WHAT THE TASK ASKS
Could you find each line of the data below that contains the word "daemon" and copy those lines?

····················

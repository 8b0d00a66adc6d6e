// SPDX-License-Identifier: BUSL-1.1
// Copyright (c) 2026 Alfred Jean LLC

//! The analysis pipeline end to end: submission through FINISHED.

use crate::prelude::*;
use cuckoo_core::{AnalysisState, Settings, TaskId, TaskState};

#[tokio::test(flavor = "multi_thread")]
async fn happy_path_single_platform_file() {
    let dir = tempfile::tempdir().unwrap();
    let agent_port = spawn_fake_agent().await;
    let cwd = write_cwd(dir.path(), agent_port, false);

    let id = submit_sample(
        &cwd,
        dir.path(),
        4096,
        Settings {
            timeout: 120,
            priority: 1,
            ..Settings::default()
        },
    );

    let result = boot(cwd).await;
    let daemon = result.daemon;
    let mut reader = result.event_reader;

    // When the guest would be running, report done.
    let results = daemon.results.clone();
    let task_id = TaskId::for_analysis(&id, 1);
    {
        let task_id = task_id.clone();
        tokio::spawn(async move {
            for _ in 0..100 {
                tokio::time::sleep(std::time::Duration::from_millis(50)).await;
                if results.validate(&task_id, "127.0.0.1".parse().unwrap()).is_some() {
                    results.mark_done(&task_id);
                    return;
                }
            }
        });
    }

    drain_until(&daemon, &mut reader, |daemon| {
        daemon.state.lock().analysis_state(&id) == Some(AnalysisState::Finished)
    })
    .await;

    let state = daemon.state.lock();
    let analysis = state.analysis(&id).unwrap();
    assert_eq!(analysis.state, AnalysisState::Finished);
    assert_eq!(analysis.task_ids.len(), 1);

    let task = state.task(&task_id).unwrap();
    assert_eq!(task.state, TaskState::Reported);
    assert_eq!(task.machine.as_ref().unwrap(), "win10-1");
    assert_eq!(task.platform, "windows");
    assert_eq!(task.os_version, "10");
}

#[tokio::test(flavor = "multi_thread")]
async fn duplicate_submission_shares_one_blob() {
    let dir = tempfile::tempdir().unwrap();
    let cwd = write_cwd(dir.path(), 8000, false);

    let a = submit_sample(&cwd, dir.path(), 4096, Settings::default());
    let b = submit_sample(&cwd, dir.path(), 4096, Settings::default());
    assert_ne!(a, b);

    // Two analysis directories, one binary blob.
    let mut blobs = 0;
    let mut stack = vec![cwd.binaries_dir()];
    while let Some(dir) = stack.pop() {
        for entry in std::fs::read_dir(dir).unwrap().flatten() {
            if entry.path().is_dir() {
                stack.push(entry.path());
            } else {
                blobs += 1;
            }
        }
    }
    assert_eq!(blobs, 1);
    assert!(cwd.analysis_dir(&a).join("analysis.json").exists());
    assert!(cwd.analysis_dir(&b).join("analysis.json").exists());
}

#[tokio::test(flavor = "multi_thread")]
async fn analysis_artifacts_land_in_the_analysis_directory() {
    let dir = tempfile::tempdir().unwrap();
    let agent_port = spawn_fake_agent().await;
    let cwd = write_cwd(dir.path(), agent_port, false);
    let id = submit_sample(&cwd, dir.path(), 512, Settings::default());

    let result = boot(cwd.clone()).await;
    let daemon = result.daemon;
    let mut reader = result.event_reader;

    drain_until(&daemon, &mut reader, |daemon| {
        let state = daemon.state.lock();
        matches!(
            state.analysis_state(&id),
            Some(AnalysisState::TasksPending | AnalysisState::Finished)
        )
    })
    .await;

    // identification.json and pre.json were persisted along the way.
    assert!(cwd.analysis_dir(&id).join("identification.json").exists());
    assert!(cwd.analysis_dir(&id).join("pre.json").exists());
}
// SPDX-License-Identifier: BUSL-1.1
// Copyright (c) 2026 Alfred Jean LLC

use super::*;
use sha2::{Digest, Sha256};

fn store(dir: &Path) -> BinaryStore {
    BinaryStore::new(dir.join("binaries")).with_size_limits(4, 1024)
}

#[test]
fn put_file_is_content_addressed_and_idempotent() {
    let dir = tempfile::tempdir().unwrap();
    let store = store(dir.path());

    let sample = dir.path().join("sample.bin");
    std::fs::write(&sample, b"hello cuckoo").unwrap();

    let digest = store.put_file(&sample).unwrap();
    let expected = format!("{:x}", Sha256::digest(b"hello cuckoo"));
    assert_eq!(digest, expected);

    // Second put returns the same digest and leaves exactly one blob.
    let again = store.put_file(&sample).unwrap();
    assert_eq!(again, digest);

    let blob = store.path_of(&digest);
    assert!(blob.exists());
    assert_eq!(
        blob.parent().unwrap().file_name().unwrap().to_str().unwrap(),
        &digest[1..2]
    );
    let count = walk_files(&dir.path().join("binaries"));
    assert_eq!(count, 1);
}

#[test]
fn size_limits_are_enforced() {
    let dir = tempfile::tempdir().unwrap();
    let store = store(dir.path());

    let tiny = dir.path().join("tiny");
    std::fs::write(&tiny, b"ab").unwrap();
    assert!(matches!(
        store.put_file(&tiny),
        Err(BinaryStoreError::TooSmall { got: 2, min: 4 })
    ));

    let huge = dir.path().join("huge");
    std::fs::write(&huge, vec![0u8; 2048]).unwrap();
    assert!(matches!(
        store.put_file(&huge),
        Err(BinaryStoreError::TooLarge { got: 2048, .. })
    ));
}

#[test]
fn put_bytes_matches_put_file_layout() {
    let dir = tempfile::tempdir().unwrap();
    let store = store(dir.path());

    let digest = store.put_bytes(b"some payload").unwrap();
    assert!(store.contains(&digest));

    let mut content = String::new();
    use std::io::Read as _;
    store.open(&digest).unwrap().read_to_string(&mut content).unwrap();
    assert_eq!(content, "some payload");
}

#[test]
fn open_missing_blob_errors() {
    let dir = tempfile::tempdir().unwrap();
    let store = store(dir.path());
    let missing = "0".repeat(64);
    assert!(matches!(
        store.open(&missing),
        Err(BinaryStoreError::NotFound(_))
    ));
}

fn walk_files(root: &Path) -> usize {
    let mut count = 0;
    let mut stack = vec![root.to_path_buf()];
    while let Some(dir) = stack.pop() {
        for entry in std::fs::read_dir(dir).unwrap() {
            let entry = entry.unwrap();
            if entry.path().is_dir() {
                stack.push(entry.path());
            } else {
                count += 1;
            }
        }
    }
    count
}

····················

ANSWER BOX
    let daemon = result.daemon;
    let results = daemon.results.clone();
    drain_until(&daemon, &mut reader, |daemon| {
        daemon.state.lock().analysis_state(&id) == Some(AnalysisState::Finished)
    let state = daemon.state.lock();
    let daemon = result.daemon;
    drain_until(&daemon, &mut reader, |daemon| {
        let state = daemon.state.lock();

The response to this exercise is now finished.